Seine einzige Beschäftigung ist das Lesen der alten Schriften, von denen ihm der Wächter reichlich gegeben hatte. Zunächst hatte er die Werke verschlungen, erzählten sie doch von glorreichen Heldengeschichten um Armondo und die anderen Fasanenkrieger, deren Taten teils schon hunderte von Jahren zurücklagen. Beim Lesen der Worte fühlte er sich von Ehrfurcht überwältigt, sein Herz pochte bis zum Hals und die Haut an seinen Armen stellte sich auf. Doch nun, nach mehreren Tagen ohne Schlaf und Nahrung, kann er sich kaum noch konzentrieren. Die Buchstaben verschwimmen vor seinen Augen, der Inhalt wird von ihm kaum noch aufgenommen. Mehrmals hat er sich schon dabei erwischt, wie der Kopf langsam zu sinken beginnt. Doch mit allerletzten Willenskraft konnte er den Schlaf bislang abwehren. Bloß weiß er nicht, wie lange er noch durchhalten...

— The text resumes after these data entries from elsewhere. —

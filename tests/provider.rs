use std::sync::Arc;

use chrono::{Duration, NaiveDate, Utc};

use pitchside::docstore::{Db, DocumentStore, SqliteStore};
use pitchside::football_api::FootballApi;
use pitchside::provider::{Provider, season_for};
use pitchside::rules::Session;
use pitchside::state::{Delta, ProviderCommand};

fn provider(session: Session) -> Provider {
    let store: Arc<dyn DocumentStore> =
        Arc::new(SqliteStore::open_in_memory().expect("in-memory store"));
    // Never reached by the commands below.
    let api = FootballApi::new("http://127.0.0.1:9/api/football");
    Provider::new(api, Db::new(store, session))
}

fn logs(deltas: &[Delta]) -> Vec<&str> {
    deltas
        .iter()
        .filter_map(|d| match d {
            Delta::Log(line) => Some(line.as_str()),
            _ => None,
        })
        .collect()
}

#[test]
fn seasons_start_in_july() {
    let day = |y, m, d| NaiveDate::from_ymd_opt(y, m, d).expect("date");
    assert_eq!(season_for(day(2025, 5, 25)), 2024);
    assert_eq!(season_for(day(2025, 7, 1)), 2025);
    assert_eq!(season_for(day(2025, 12, 31)), 2025);
}

#[test]
fn late_predictions_come_back_as_a_warning() {
    let mut provider = provider(Session::user("alice", "Alice"));
    let deltas = provider.handle(ProviderCommand::SubmitPrediction {
        fixture_id: 5,
        kickoff: Utc::now() - Duration::minutes(1),
        score: (1, 0),
    });
    assert_eq!(logs(&deltas), vec!["[WARN] Predictions close at kickoff"]);
}

#[test]
fn open_predictions_are_saved_and_listed() {
    let mut provider = provider(Session::user("alice", "Alice"));
    let deltas = provider.handle(ProviderCommand::SubmitPrediction {
        fixture_id: 5,
        kickoff: Utc::now() + Duration::hours(3),
        score: (2, 2),
    });
    assert!(matches!(
        deltas.as_slice(),
        [Delta::PredictionSaved(p)] if p.fixture_id == 5 && p.home_goals == 2
    ));

    let deltas = provider.handle(ProviderCommand::FetchMyPredictions);
    assert!(matches!(deltas.as_slice(), [Delta::SetPredictions(list)] if list.len() == 1));
}

#[test]
fn guests_get_no_predictions_and_cannot_comment() {
    let mut provider = provider(Session::guest());
    let deltas = provider.handle(ProviderCommand::FetchMyPredictions);
    assert!(matches!(deltas.as_slice(), [Delta::SetPredictions(list)] if list.is_empty()));

    let deltas = provider.handle(ProviderCommand::PostComment {
        fixture_id: 1,
        text: "hello".to_string(),
    });
    assert_eq!(logs(&deltas), vec!["[WARN] Sign in and type something to comment"]);
    assert!(deltas.iter().any(
        |d| matches!(d, Delta::SetComments { fixture_id: 1, comments } if comments.is_empty())
    ));
}

#[test]
fn posted_comments_are_returned_with_likes() {
    let mut provider = provider(Session::user("alice", "Alice"));
    let deltas = provider.handle(ProviderCommand::PostComment {
        fixture_id: 3,
        text: "Great save".to_string(),
    });
    let Some(Delta::SetComments { comments, .. }) = deltas.last() else {
        panic!("expected comments, got {deltas:?}");
    };
    assert_eq!(comments.len(), 1);
    let comment_id = comments[0].id.clone();

    let deltas = provider.handle(ProviderCommand::ToggleLike {
        fixture_id: 3,
        comment_id,
    });
    let Some(Delta::SetComments { comments, .. }) = deltas.last() else {
        panic!("expected comments, got {deltas:?}");
    };
    assert_eq!(comments[0].like_count, 1);
}

#[test]
fn daily_pick_toggles_on_and_off() {
    let mut provider = provider(Session::admin("root", "Root"));
    let date = NaiveDate::from_ymd_opt(2025, 5, 25).expect("date");
    let picks = |deltas: &[Delta]| {
        deltas.iter().find_map(|d| match d {
            Delta::SetAdmin(view) => Some(view.picks.fixture_ids.clone()),
            _ => None,
        })
    };

    let on = provider.handle(ProviderCommand::ToggleDailyPick {
        date,
        fixture_id: 77,
    });
    assert_eq!(picks(&on), Some(vec![77]));
    let off = provider.handle(ProviderCommand::ToggleDailyPick {
        date,
        fixture_id: 77,
    });
    assert_eq!(picks(&off), Some(Vec::new()));
}

#[test]
fn non_admin_pins_are_refused() {
    let mut provider = provider(Session::user("alice", "Alice"));
    let deltas = provider.handle(ProviderCommand::TogglePin {
        fixture_id: 9,
        label: "Iraq v Jordan".to_string(),
    });
    assert!(logs(&deltas).iter().any(|l| l.starts_with("[WARN] Pin not saved")));
    assert!(
        deltas
            .iter()
            .any(|d| matches!(d, Delta::SetAdmin(view) if view.pinned.is_empty()))
    );
}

Er hört die Schritte vor der Tür gerade noch rechtzeitig. Sie geben ihm einen letzten Schub des Wachseins. Ansonsten wäre er wohl in den nächsten Augenblick ins Reich des Schlafes abgeglitten. Nun probiert er sich, so gut wie möglich, aufzurichten. Dazu stützt sich der Kreiger auf dem einfachen Holztisch ab, der in der derzeitigen Lage fast schon als einladendes Bett durchgehen würde.
Mit einem Knirschen wird die Tür geöffnet. Wie so oft in den letzten Tagen – Routine zur Kontrolle. Der Pheasant Warrior dreht seinen Kopf dorthin, wo der Wächter gerade eintritt. Mit einem respektvollen Nicken grüßt er dem alten Mann. Kaum ein Wort würde noch gut hörbar aus seinem vertrockneten Mund kommen. Nun blickt er den Wächter erwartungsvoll an. Erstaunlicherweise kann er kein Wasser in dessen Händen entdecken – muss er womöglich noch länger dursten?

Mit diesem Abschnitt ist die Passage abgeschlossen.